Top of AVAILABLE DATA

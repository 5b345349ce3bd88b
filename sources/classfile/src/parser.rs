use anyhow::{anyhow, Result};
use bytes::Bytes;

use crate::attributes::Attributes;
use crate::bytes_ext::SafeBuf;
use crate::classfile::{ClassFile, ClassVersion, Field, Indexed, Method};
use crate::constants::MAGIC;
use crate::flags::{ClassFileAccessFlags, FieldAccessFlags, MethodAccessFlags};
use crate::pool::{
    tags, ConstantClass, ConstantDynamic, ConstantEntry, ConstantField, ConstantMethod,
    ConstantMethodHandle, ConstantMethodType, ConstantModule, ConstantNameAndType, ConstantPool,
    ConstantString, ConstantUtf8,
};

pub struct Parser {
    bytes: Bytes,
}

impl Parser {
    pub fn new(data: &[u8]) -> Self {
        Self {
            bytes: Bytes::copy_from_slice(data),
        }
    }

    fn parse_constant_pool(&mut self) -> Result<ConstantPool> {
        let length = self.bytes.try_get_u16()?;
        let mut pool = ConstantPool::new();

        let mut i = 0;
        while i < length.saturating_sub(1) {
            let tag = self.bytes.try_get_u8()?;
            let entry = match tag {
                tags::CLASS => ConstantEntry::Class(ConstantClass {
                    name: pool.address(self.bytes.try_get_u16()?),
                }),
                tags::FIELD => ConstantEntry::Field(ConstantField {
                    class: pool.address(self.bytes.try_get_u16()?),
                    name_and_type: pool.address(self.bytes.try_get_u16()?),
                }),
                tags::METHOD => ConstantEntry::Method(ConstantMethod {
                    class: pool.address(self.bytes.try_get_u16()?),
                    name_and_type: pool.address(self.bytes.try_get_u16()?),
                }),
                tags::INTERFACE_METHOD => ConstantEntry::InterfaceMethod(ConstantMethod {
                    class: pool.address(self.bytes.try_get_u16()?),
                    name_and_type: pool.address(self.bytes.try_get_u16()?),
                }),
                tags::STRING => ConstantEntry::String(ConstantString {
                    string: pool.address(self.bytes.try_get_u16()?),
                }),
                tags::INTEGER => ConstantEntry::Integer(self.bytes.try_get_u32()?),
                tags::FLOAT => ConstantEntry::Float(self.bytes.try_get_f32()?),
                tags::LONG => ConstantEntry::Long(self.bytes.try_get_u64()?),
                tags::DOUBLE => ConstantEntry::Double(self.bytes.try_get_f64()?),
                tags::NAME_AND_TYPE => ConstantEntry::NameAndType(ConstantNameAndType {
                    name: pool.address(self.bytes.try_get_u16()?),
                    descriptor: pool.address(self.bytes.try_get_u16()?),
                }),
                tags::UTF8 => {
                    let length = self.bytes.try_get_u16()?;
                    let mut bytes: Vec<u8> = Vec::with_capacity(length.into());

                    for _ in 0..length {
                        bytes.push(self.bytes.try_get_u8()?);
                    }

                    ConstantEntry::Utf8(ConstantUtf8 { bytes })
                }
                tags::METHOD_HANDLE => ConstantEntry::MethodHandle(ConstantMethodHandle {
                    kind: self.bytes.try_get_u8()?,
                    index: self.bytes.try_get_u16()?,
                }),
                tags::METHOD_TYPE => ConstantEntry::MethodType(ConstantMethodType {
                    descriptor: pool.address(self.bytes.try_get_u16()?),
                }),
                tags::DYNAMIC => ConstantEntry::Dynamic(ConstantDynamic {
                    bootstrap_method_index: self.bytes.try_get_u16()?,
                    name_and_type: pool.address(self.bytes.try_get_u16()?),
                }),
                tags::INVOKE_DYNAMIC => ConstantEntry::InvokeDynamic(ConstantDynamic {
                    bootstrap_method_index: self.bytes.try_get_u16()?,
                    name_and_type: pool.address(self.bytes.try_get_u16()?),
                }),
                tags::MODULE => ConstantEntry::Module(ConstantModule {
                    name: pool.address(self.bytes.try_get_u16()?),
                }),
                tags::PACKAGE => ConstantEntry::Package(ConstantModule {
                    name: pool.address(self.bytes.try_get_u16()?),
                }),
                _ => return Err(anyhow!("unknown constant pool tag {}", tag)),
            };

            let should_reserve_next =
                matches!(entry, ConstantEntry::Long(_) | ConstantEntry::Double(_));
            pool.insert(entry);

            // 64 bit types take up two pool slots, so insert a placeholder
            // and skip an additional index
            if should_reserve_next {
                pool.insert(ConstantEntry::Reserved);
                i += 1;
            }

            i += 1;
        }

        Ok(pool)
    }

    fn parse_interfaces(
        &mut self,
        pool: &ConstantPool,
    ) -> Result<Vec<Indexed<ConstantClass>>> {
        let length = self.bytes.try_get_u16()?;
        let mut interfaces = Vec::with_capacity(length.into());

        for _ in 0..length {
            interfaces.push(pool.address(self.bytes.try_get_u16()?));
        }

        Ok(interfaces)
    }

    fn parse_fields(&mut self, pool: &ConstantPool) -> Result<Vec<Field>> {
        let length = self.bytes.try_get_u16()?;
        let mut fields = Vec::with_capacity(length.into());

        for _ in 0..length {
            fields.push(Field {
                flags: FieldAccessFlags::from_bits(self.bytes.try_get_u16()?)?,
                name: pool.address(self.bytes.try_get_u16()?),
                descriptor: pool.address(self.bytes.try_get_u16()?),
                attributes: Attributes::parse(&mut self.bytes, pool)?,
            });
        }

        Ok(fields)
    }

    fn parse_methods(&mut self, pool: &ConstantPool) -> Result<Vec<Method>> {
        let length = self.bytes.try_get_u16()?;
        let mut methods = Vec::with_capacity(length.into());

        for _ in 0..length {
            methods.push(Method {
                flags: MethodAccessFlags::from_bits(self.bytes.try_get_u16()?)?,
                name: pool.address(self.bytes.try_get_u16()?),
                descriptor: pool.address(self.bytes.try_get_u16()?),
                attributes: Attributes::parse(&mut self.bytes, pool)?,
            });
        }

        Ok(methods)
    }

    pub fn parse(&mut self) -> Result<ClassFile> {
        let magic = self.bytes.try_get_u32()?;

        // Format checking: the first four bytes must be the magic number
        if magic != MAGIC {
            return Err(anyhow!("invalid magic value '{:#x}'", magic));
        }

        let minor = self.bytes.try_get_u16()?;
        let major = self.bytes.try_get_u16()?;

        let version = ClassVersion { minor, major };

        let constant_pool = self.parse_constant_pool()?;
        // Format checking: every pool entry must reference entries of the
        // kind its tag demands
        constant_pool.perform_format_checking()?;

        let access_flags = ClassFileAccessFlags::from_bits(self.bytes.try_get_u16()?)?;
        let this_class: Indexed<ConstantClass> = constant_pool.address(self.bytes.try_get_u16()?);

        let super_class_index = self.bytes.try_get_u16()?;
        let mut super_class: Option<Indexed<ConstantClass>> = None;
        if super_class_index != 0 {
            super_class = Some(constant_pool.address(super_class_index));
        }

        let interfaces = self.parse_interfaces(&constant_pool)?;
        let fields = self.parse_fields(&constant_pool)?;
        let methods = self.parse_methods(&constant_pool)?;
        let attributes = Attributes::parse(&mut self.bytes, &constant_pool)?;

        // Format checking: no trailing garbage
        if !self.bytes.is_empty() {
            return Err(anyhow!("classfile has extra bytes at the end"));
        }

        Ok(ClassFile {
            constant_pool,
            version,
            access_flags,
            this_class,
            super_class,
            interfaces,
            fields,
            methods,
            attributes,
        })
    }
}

Bottom of AVAILABLE DATA

Only the lines holding the word "FieldAccessFlags" belong in the answer; copy them from the listing above.

use crate::flags::{ClassFileAccessFlags, FieldAccessFlags, MethodAccessFlags};
                flags: FieldAccessFlags::from_bits(self.bytes.try_get_u16()?)?,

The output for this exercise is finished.